## Exercise objective:
Transcribe, word for word and without additions, each line below from the one containing "impl From<serde_yaml::Error> for" through the one containing "Ord, Hash, Serialize, Deserialize)]", both ends included.

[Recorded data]
──────────────────────────────

//! Options of a Boolean operation.

use opbrep_math::precision;
use serde::{Deserialize, Serialize};

/// Which point classifier the builder uses.
#[derive(Debug, Clone, Copy, PartialEq, Eq, Default, Serialize, Deserialize)]
#[serde(rename_all = "snake_case")]
pub enum ClassifierTag {
    /// Pick from the operands at `perform` time.
    #[default]
    Auto,
    /// Ray casting, for any closed solid.
    General,
    /// Closed-form tests for convex solids bounded by planes and cylinders.
    Quadric,
}

/// Options of the builder.
///
/// ```
/// use opbrep_build::BuildConfig;
///
/// let cfg = BuildConfig::from_toml_str("fuzzy = 1e-5\nregularize = true").unwrap();
/// assert!(cfg.regularize);
/// assert!(cfg.use_kparts);
/// ```
#[derive(Debug, Clone, PartialEq, Serialize, Deserialize)]
#[serde(default)]
pub struct BuildConfig {
    /// Extra distance under which entities are considered coincident.
    pub fuzzy: f64,
    /// Upper bound for tolerances raised by `end`.
    pub tol_max: f64,
    /// Correct tolerances on several threads.
    pub parallel: bool,
    /// Try the special-case shortcuts before the general merge.
    pub use_kparts: bool,
    /// Point classifier.
    pub classifier: ClassifierTag,
    /// Merge split faces lying on one surface in the result.
    pub regularize: bool,
}

impl Default for BuildConfig {
    fn default() -> Self {
        Self {
            fuzzy: 0.0,
            tol_max: 1e-3,
            parallel: false,
            use_kparts: true,
            classifier: ClassifierTag::Auto,
            regularize: false,
        }
    }
}

impl BuildConfig {
    /// Parse a configuration from TOML. Missing keys keep their defaults.
    pub fn from_toml_str(s: &str) -> Result<Self, toml::de::Error> {
        toml::from_str(s)
    }

    /// Distance under which two points are the same.
    pub fn tolerance(&self) -> f64 {
        precision::CONFUSION + self.fuzzy
    }
}

#[cfg(test)]
mod tests {
    use super::*;

    #[test]
    fn test_defaults_from_empty_toml() {
        let cfg = BuildConfig::from_toml_str("").unwrap();
        assert_eq!(cfg, BuildConfig::default());
    }

    #[test]
    fn test_parse_all_keys() {
        let cfg = BuildConfig::from_toml_str(
            r#"
            fuzzy = 0.001
            tol_max = 0.01
            parallel = true
            use_kparts = false
            classifier = "quadric"
            regularize = true
            "#,
        )
        .unwrap();
        assert_eq!(cfg.classifier, ClassifierTag::Quadric);
        assert!(cfg.parallel && cfg.regularize && !cfg.use_kparts);
        assert!((cfg.tolerance() - 0.001 - precision::CONFUSION).abs() < 1e-15);
    }

    #[test]
    fn test_rejects_unknown_classifier() {
        assert!(BuildConfig::from_toml_str("classifier = \"mesh\"").is_err());
    }
}
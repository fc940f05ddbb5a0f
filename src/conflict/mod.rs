//! Conflict detection, scoring and resolution

pub mod detector;
pub mod diff;
pub mod registry;
pub mod types;

pub use detector::ConflictDetector;
pub use registry::{ConflictRegistry, ConflictUpdate};
pub use types::{
    ConflictCandidate, ConflictStatus, ConflictType, MergeConflict, Resolution, ResolutionChoice,
    Severity,
};
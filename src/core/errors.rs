use std::path::PathBuf;
use thiserror::Error;
use uuid::Uuid;

/// Unified error type for the orchestration engine
#[derive(Debug, Error)]
pub enum OrchestraError {
    /// An active session already exists for the originating request
    #[error("Orchestration already running for request {request_id} (session {session_id})")]
    AlreadyRunning { request_id: String, session_id: Uuid },

    /// The dependency graph contains a cycle
    #[error("Dependency cycle detected: {}", cycle.join(" -> "))]
    CycleDetected { cycle: Vec<String> },

    /// A dependency reference does not resolve to a task in the same batch
    #[error("Unknown dependency '{dependency}' declared by task '{task}'")]
    UnknownDependency { task: String, dependency: String },

    /// A dependency reference matches the type of more than one task
    #[error("Ambiguous dependency '{dependency}' declared by task '{task}' (matches {})", candidates.join(", "))]
    AmbiguousDependency {
        task: String,
        dependency: String,
        candidates: Vec<String>,
    },

    #[error("Duplicate task key: {task}")]
    DuplicateTask { task: String },

    #[error("Task batch is empty")]
    EmptyBatch,

    #[error("Orchestration session not found: {0}")]
    SessionNotFound(Uuid),

    #[error("Task not found: {0}")]
    TaskNotFound(String),

    #[error("Merge conflict not found: {0}")]
    ConflictNotFound(Uuid),

    /// Resolution was requested for a conflict that is no longer open
    #[error("Merge conflict {conflict_id} is already resolved")]
    AlreadyResolved { conflict_id: Uuid },

    /// The winning task named in a resolution never wrote the conflicted path
    #[error("Task '{task_id}' did not contribute to merge conflict {conflict_id}")]
    UnknownContributor { conflict_id: Uuid, task_id: String },

    /// A facade request is malformed
    #[error("Invalid request: {0}")]
    InvalidRequest(String),

    /// Configuration errors
    #[error("Configuration error: {message}")]
    Configuration {
        message: String,
        field: Option<String>,
    },

    #[error("Failed to read {}", path.display())]
    ConfigLoad {
        path: PathBuf,
        #[source]
        source: std::io::Error,
    },

    /// YAML/JSON parse failures for configs and task plans
    #[error("Failed to parse {format}")]
    Parse {
        format: String,
        #[source]
        source: Box<dyn std::error::Error + Send + Sync>,
    },

    /// The external planner could not produce a task batch
    #[error("Task planning failed for request {request_id}: {message}")]
    Planning { request_id: String, message: String },

    /// Generic internal errors
    #[error("Internal error: {message}")]
    Internal { message: String },
}

impl OrchestraError {
    /// Create a configuration error
    pub fn configuration<S: Into<String>>(message: S) -> Self {
        Self::Configuration {
            message: message.into(),
            field: None,
        }
    }

    /// Create a configuration error for a named field
    pub fn configuration_field<S: Into<String>, F: Into<String>>(message: S, field: F) -> Self {
        Self::Configuration {
            message: message.into(),
            field: Some(field.into()),
        }
    }

    pub fn parse<S: Into<String>, E: std::error::Error + Send + Sync + 'static>(
        format: S,
        source: E,
    ) -> Self {
        Self::Parse {
            format: format.into(),
            source: Box::new(source),
        }
    }

    pub fn internal<S: Into<String>>(message: S) -> Self {
        Self::Internal {
            message: message.into(),
        }
    }

    /// True for errors that reject an orchestration before any task runs
    pub fn is_validation(&self) -> bool {
        matches!(
            self,
            Self::AlreadyRunning { .. }
                | Self::CycleDetected { .. }
                | Self::UnknownDependency { .. }
                | Self::AmbiguousDependency { .. }
                | Self::DuplicateTask { .. }
                | Self::EmptyBatch
        )
    }

    /// Get error category for logging
    pub fn category(&self) -> &'static str {
        match self {
            Self::AlreadyRunning { .. } => "conflict",
            Self::CycleDetected { .. }
            | Self::UnknownDependency { .. }
            | Self::AmbiguousDependency { .. }
            | Self::DuplicateTask { .. }
            | Self::EmptyBatch => "validation",
            Self::SessionNotFound(_) | Self::TaskNotFound(_) | Self::ConflictNotFound(_) => {
                "not_found"
            }
            Self::AlreadyResolved { .. } | Self::UnknownContributor { .. } => "resolution",
            Self::InvalidRequest(_) => "request",
            Self::Configuration { .. } | Self::ConfigLoad { .. } => "configuration",
            Self::Parse { .. } => "serialization",
            Self::Planning { .. } => "planning",
            Self::Internal { .. } => "internal",
        }
    }
}

/// Result type alias for convenience
pub type Result<T> = std::result::Result<T, OrchestraError>;

impl From<serde_json::Error> for OrchestraError {
    fn from(err: serde_json::Error) -> Self {
        Self::parse("json", err)
    }
}

impl From<serde_yaml::Error> for OrchestraError {
    fn from(err: serde_yaml::Error) -> Self {
        Self::parse("yaml", err)
    }
}
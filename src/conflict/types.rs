use chrono::{DateTime, Utc};
use serde::{Deserialize, Serialize};

use crate::aggregate::content::ContentKind;
use crate::model::{ConflictId, SessionId, TaskId};

/// Ordered so that `max` picks the most severe
#[derive(Debug, Clone, Copy, PartialEq, Eq, PartialOrd, Ord, Hash, Serialize, Deserialize)]
pub enum Severity {
    Medium,
    High,
    Critical,
}

#[derive(Debug, Clone, Copy, PartialEq, Eq, Hash, Serialize, Deserialize)]
pub enum ConflictStatus {
    Open,
    Resolved,
}

#[derive(Debug, Clone, PartialEq, Eq, Serialize, Deserialize)]
#[serde(tag = "kind", rename_all = "camelCase")]
pub enum ConflictType {
    /// Same kind, different bytes
    Content,
    /// The candidates disagree on what kind of file this is
    #[serde(rename_all = "camelCase")]
    Type {
        existing: ContentKind,
        incoming: ContentKind,
    },
    /// One side deleted the path while another wrote it
    #[serde(rename_all = "camelCase")]
    Structural { deleted_by: TaskId },
}

/// What one contributor proposed for the path; `content == None` is a deletion
#[derive(Debug, Clone, PartialEq, Eq, Serialize, Deserialize)]
#[serde(rename_all = "camelCase")]
pub struct ConflictCandidate {
    pub task_id: TaskId,
    pub content: Option<String>,
    pub kind: ContentKind,
}

#[derive(Debug, Clone, PartialEq, Eq, Serialize, Deserialize)]
#[serde(tag = "strategy", rename_all = "camelCase")]
pub enum Resolution {
    #[serde(rename_all = "camelCase")]
    WinningTask { task_id: TaskId },
    MergedContent { content: String },
    AutoMerged { content: String },
}

/// Caller's choice when resolving a conflict
#[derive(Debug, Clone, PartialEq, Eq)]
pub enum ResolutionChoice {
    WinningTask(TaskId),
    MergedContent(String),
    /// Attempt a line merge; leaves the conflict open when it is ambiguous
    Auto,
}

#[derive(Debug, Clone, PartialEq, Serialize, Deserialize)]
#[serde(rename_all = "camelCase")]
pub struct MergeConflict {
    pub id: ConflictId,
    pub session_id: SessionId,
    pub path: String,
    pub conflict_type: ConflictType,
    pub severity: Severity,
    pub contributors: Vec<TaskId>,
    pub candidates: Vec<ConflictCandidate>,
    pub status: ConflictStatus,
    pub resolution: Option<Resolution>,
    pub resolved_by: Option<String>,
    pub resolved_at: Option<DateTime<Utc>>,
    pub detected_at: DateTime<Utc>,
    pub description: String,
}

impl MergeConflict {
    pub fn is_open(&self) -> bool {
        self.status == ConflictStatus::Open
    }

    pub fn candidate(&self, task_id: &str) -> Option<&ConflictCandidate> {
        self.candidates.iter().find(|c| c.task_id == task_id)
    }

    pub fn has_contributor(&self, task_id: &str) -> bool {
        self.contributors.iter().any(|t| t == task_id)
    }
}
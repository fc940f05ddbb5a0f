// Core infrastructure modules
pub mod core;
pub mod config;
pub mod logging;
pub mod model;

// Orchestration pipeline, leaf first
pub mod graph;      // Dependency graph validation and canonical order
pub mod executor;   // Task executor seam
pub mod conflict;   // Conflict detection and resolution
pub mod aggregate;  // Merging task outputs into one file set
pub mod stream;     // Ordered per-session event fan-out
pub mod scheduler;  // Session coordinator
pub mod service;    // In-process facade for the external operations

// Re-exports for convenience
pub use crate::core::errors::{OrchestraError, Result};
pub use crate::core::usage::{ResourceUsage, UsageTracker};
pub use config::{
    ConflictConfig, LoggingConfig, OrchestrationConfig, OrchestrationConfigBuilder, RetryConfig,
    StreamConfig,
};
pub use logging::init_tracing;
pub use model::{
    ConflictId, OrchestrationSession, OrchestrationTask, SessionId, SessionStatus, TaskDescriptor,
    TaskId, TaskPlan, TaskStatus, TaskType,
};

pub use aggregate::{AggregatedFile, ContentKind, ResultAggregator};
pub use conflict::{
    ConflictStatus, ConflictType, MergeConflict, Resolution, ResolutionChoice, Severity,
};
pub use executor::{
    ExecutionError, ExecutionRequest, FnExecutor, OutputFile, TaskExecutor, TaskOutput,
};
pub use graph::{DependencyEdge, GraphSnapshot, TaskGraph};
pub use scheduler::{launch, SessionHandle};
pub use service::{OrchestrationService, ResolveRequest, TaskPlanner};
pub use stream::{EventSubscription, OrchestrationEvent, StreamEvent};

// Executors receive this token
pub use tokio_util::sync::CancellationToken;
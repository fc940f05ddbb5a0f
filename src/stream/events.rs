//! Typed orchestration events and their envelope

use chrono::{DateTime, Utc};
use serde::{Deserialize, Serialize};

use crate::conflict::{ConflictType, MergeConflict, Resolution, Severity};
use crate::core::ResourceUsage;
use crate::model::{ConflictId, SessionId, SessionStatus, TaskId, TaskStatus, TaskType};

pub const EVENT_VERSION: u32 = 1;

/// The six observable transitions of a session
///
/// Conflicts raised while merging a task's output are published before that
/// task's `TaskCompleted`.
#[derive(Debug, Clone, PartialEq, Serialize, Deserialize)]
#[serde(tag = "kind", rename_all_fields = "camelCase")]
pub enum OrchestrationEvent {
    TaskStarted {
        task_id: TaskId,
        task_type: TaskType,
        name: String,
    },
    TaskCompleted {
        task_id: TaskId,
        duration_ms: u64,
        attempts: u32,
        output_paths: Vec<String>,
        usage: ResourceUsage,
        /// Finished after the session was cancelled
        late: bool,
    },
    /// Failed or TimedOut; `blocked` lists dependents blocked as a result
    TaskFailed {
        task_id: TaskId,
        status: TaskStatus,
        error: String,
        attempts: u32,
        blocked: Vec<TaskId>,
    },
    ConflictDetected {
        conflict_id: ConflictId,
        path: String,
        conflict_type: ConflictType,
        severity: Severity,
        contributors: Vec<TaskId>,
    },
    ConflictResolved {
        conflict_id: ConflictId,
        path: String,
        resolution: Option<Resolution>,
        resolved_by: Option<String>,
    },
    OrchestrationCompleted {
        status: SessionStatus,
        total_tasks: usize,
        completed_tasks: usize,
        failed_tasks: usize,
        open_conflicts: usize,
        usage: ResourceUsage,
        duration_ms: Option<i64>,
    },
}

impl OrchestrationEvent {
    pub fn conflict_detected(conflict: &MergeConflict) -> Self {
        OrchestrationEvent::ConflictDetected {
            conflict_id: conflict.id,
            path: conflict.path.clone(),
            conflict_type: conflict.conflict_type.clone(),
            severity: conflict.severity,
            contributors: conflict.contributors.clone(),
        }
    }

    pub fn conflict_resolved(conflict: &MergeConflict) -> Self {
        OrchestrationEvent::ConflictResolved {
            conflict_id: conflict.id,
            path: conflict.path.clone(),
            resolution: conflict.resolution.clone(),
            resolved_by: conflict.resolved_by.clone(),
        }
    }

    pub fn kind(&self) -> &'static str {
        match self {
            OrchestrationEvent::TaskStarted { .. } => "TaskStarted",
            OrchestrationEvent::TaskCompleted { .. } => "TaskCompleted",
            OrchestrationEvent::TaskFailed { .. } => "TaskFailed",
            OrchestrationEvent::ConflictDetected { .. } => "ConflictDetected",
            OrchestrationEvent::ConflictResolved { .. } => "ConflictResolved",
            OrchestrationEvent::OrchestrationCompleted { .. } => "OrchestrationCompleted",
        }
    }

    pub fn is_terminal(&self) -> bool {
        matches!(self, OrchestrationEvent::OrchestrationCompleted { .. })
    }

    pub fn task_id(&self) -> Option<&str> {
        match self {
            OrchestrationEvent::TaskStarted { task_id, .. }
            | OrchestrationEvent::TaskCompleted { task_id, .. }
            | OrchestrationEvent::TaskFailed { task_id, .. } => Some(task_id),
            _ => None,
        }
    }
}

/// Event envelope with metadata
#[derive(Debug, Clone, PartialEq, Serialize, Deserialize)]
#[serde(rename_all = "camelCase")]
pub struct StreamEvent {
    pub version: u32,
    pub session_id: SessionId,
    /// Monotonic per session, starting at 1
    pub sequence: u64,
    pub timestamp: DateTime<Utc>,
    #[serde(flatten)]
    pub event: OrchestrationEvent,
}

impl StreamEvent {
    pub fn to_json(&self) -> serde_json::Result<String> {
        serde_json::to_string(self)
    }
}

#[cfg(test)]
mod tests {
    use super::*;
    use uuid::Uuid;

    #[test]
    fn test_envelope_serializes_flat() {
        let event = StreamEvent {
            version: EVENT_VERSION,
            session_id: Uuid::new_v4(),
            sequence: 3,
            timestamp: Utc::now(),
            event: OrchestrationEvent::TaskStarted {
                task_id: "api".into(),
                task_type: TaskType::Backend,
                name: "API".into(),
            },
        };
        let json: serde_json::Value = serde_json::from_str(&event.to_json().unwrap()).unwrap();
        assert_eq!(json["kind"], "TaskStarted");
        assert_eq!(json["taskId"], "api");
        assert_eq!(json["taskType"], "backend");
        assert_eq!(json["sequence"], 3);

        let back: StreamEvent = serde_json::from_value(json).unwrap();
        assert_eq!(back, event);
    }
}
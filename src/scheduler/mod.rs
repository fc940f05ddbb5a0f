//! Session scheduling: dispatch, retries, timeouts, cancellation

mod coordinator;
pub mod handle;
pub mod retry;
pub mod state;

use futures::FutureExt;
use parking_lot::RwLock;
use std::panic::AssertUnwindSafe;
use std::sync::Arc;
use tokio_util::sync::CancellationToken;
use tracing::{error, info};

use crate::aggregate::ResultAggregator;
use crate::config::OrchestrationConfig;
use crate::core::{Result, UsageTracker};
use crate::executor::TaskExecutor;
use crate::graph::TaskGraph;
use crate::model::{OrchestrationSession, SessionStatus};
use crate::stream::{EventStreamer, OrchestrationEvent};

use coordinator::{panic_message, Coordinator};
use handle::SessionContext;
pub use handle::SessionHandle;
pub use retry::RetryPolicy;
pub use state::SessionState;

/// Start orchestrating a validated graph
///
/// Returns as soon as the coordinator is spawned. Must be called from within
/// a Tokio runtime.
pub fn launch(
    request_id: impl Into<String>,
    graph: TaskGraph,
    config: Arc<OrchestrationConfig>,
    executor: Arc<dyn TaskExecutor>,
) -> Result<SessionHandle> {
    config.validate()?;
    let request_id = request_id.into();
    let session =
        OrchestrationSession::new(request_id.clone(), config.concurrency_limit, graph.len());
    let session_id = session.id;

    let aggregator = Arc::new(ResultAggregator::new(session_id, &config.conflicts)?);
    let streamer = Arc::new(EventStreamer::new(session_id, &config.stream));
    let state = SessionState::new(session, &graph);
    let ctx = Arc::new(SessionContext {
        id: session_id,
        state: RwLock::new(state),
        graph: Arc::new(graph),
        aggregator,
        streamer,
        usage: Arc::new(UsageTracker::new()),
        cancel: CancellationToken::new(),
    });

    info!(session_id = %session_id, request_id = %request_id, "Launching orchestration");
    let coordinator = Coordinator::new(ctx.clone(), executor, config);
    let supervised = ctx.clone();
    let join = tokio::spawn(async move {
        match AssertUnwindSafe(coordinator.run()).catch_unwind().await {
            Ok(status) => status,
            Err(panic) => fail_session(&supervised, &panic_message(panic.as_ref())),
        }
    });

    Ok(SessionHandle::new(ctx, request_id, join))
}

/// The coordinator itself could not proceed
fn fail_session(ctx: &SessionContext, reason: &str) -> SessionStatus {
    error!(session_id = %ctx.id, reason, "Coordinator panicked, failing orchestration");
    ctx.cancel.cancel();
    let session = {
        let mut state = ctx.state.write();
        state.finish(SessionStatus::Failed);
        state.session().clone()
    };
    ctx.streamer.publish(OrchestrationEvent::OrchestrationCompleted {
        status: SessionStatus::Failed,
        total_tasks: session.total_tasks,
        completed_tasks: session.completed_tasks,
        failed_tasks: session.failed_tasks,
        open_conflicts: ctx.aggregator.open_conflict_count(),
        usage: session.usage,
        duration_ms: session.total_duration_ms(),
    });
    SessionStatus::Failed
}
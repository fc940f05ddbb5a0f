use chrono::Utc;
use std::collections::HashMap;
use tracing::debug;

use crate::core::ResourceUsage;
use crate::graph::TaskGraph;
use crate::model::{OrchestrationSession, OrchestrationTask, SessionStatus, TaskId, TaskStatus};

/// Task and session records for one orchestration
///
/// Readers get clones through `SessionHandle`. Mutation is restricted to the
/// scheduler module.
#[derive(Debug, Clone)]
pub struct SessionState {
    session: OrchestrationSession,
    tasks: HashMap<TaskId, OrchestrationTask>,
    // canonical order
    order: Vec<TaskId>,
}

impl SessionState {
    pub(super) fn new(session: OrchestrationSession, graph: &TaskGraph) -> Self {
        let tasks = graph
            .nodes()
            .map(|node| {
                let task = OrchestrationTask::from_descriptor(
                    session.id,
                    &node.descriptor,
                    node.dependencies.clone(),
                );
                (node.id.clone(), task)
            })
            .collect();
        Self {
            session,
            tasks,
            order: graph.order().to_vec(),
        }
    }

    pub fn session(&self) -> &OrchestrationSession {
        &self.session
    }

    pub fn status(&self) -> SessionStatus {
        self.session.status
    }

    pub fn task(&self, id: &str) -> Option<&OrchestrationTask> {
        self.tasks.get(id)
    }

    pub fn task_status(&self, id: &str) -> Option<TaskStatus> {
        self.tasks.get(id).map(|t| t.status)
    }

    /// Tasks in canonical order
    pub fn tasks(&self) -> impl Iterator<Item = &OrchestrationTask> {
        self.order.iter().filter_map(move |id| self.tasks.get(id))
    }

    pub fn count(&self, status: TaskStatus) -> usize {
        self.tasks.values().filter(|t| t.status == status).count()
    }

    /// Ids in canonical order matching `status`
    pub(super) fn ids_with_status(&self, status: TaskStatus) -> Vec<TaskId> {
        self.order
            .iter()
            .filter(|id| self.task_status(id) == Some(status))
            .cloned()
            .collect()
    }

    pub(super) fn start(&mut self) {
        self.session.started_at = Some(Utc::now());
        self.session.status = SessionStatus::Running;
    }

    fn transition(&mut self, id: &str, status: TaskStatus) -> Option<&mut OrchestrationTask> {
        let task = self.tasks.get_mut(id)?;
        // terminal states are final
        if task.status.is_terminal() {
            return None;
        }
        debug!(task_id = %id, from = ?task.status, to = ?status, "Task transition");
        task.status = status;
        if status.is_terminal() {
            let now = Utc::now();
            task.completed_at = Some(now);
            if let Some(started) = task.started_at {
                task.duration_ms = Some((now - started).num_milliseconds().max(0) as u64);
            }
        }
        Some(task)
    }

    pub(super) fn mark_ready(&mut self, id: &str) {
        self.transition(id, TaskStatus::Ready);
    }

    pub(super) fn mark_running(&mut self, id: &str) -> Option<OrchestrationTask> {
        let task = self.transition(id, TaskStatus::Running)?;
        task.started_at = Some(Utc::now());
        Some(task.clone())
    }

    pub(super) fn mark_completed(
        &mut self,
        id: &str,
        attempts: u32,
        output_paths: Vec<String>,
        usage: ResourceUsage,
    ) -> Option<OrchestrationTask> {
        let task = self.transition(id, TaskStatus::Completed)?;
        task.attempts = attempts;
        task.output_paths = output_paths;
        task.usage = usage;
        let task = task.clone();
        self.session.completed_tasks += 1;
        self.session.usage += usage;
        Some(task)
    }

    /// Failed or TimedOut
    pub(super) fn mark_failed(
        &mut self,
        id: &str,
        status: TaskStatus,
        attempts: u32,
        error: String,
    ) -> Option<OrchestrationTask> {
        let task = self.transition(id, status)?;
        task.attempts = attempts;
        task.error = Some(error);
        let task = task.clone();
        self.session.failed_tasks += 1;
        Some(task)
    }

    pub(super) fn mark_blocked(&mut self, id: &str, reason: String) -> bool {
        match self.transition(id, TaskStatus::Blocked) {
            Some(task) => {
                task.status_reason = Some(reason);
                true
            }
            None => false,
        }
    }

    pub(super) fn mark_cancelled(&mut self, id: &str, attempts: Option<u32>, reason: &str) -> bool {
        match self.transition(id, TaskStatus::Cancelled) {
            Some(task) => {
                if let Some(attempts) = attempts {
                    task.attempts = attempts;
                }
                task.status_reason = Some(reason.to_string());
                true
            }
            None => false,
        }
    }

    pub(super) fn finish(&mut self, status: SessionStatus) {
        self.session.status = status;
        self.session.completed_at = Some(Utc::now());
    }

    /// CompletedWithConflicts becomes Completed once no conflict is open
    pub(super) fn settle_conflicts(&mut self) -> bool {
        if self.session.status == SessionStatus::CompletedWithConflicts {
            self.session.status = SessionStatus::Completed;
            return true;
        }
        false
    }
}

──────────────────────────────

## Written answer:
impl From<serde_yaml::Error> for OrchestraError {
    fn from(err: serde_yaml::Error) -> Self {
        Self::parse("yaml", err)
    }
}
filename src/conflict/types.rs
use chrono::{DateTime, Utc};
use serde::{Deserialize, Serialize};

use crate::aggregate::content::ContentKind;
use crate::model::{ConflictId, SessionId, TaskId};

/// Ordered so that `max` picks the most severe
#[derive(Debug, Clone, Copy, PartialEq, Eq, PartialOrd, Ord, Hash, Serialize, Deserialize)]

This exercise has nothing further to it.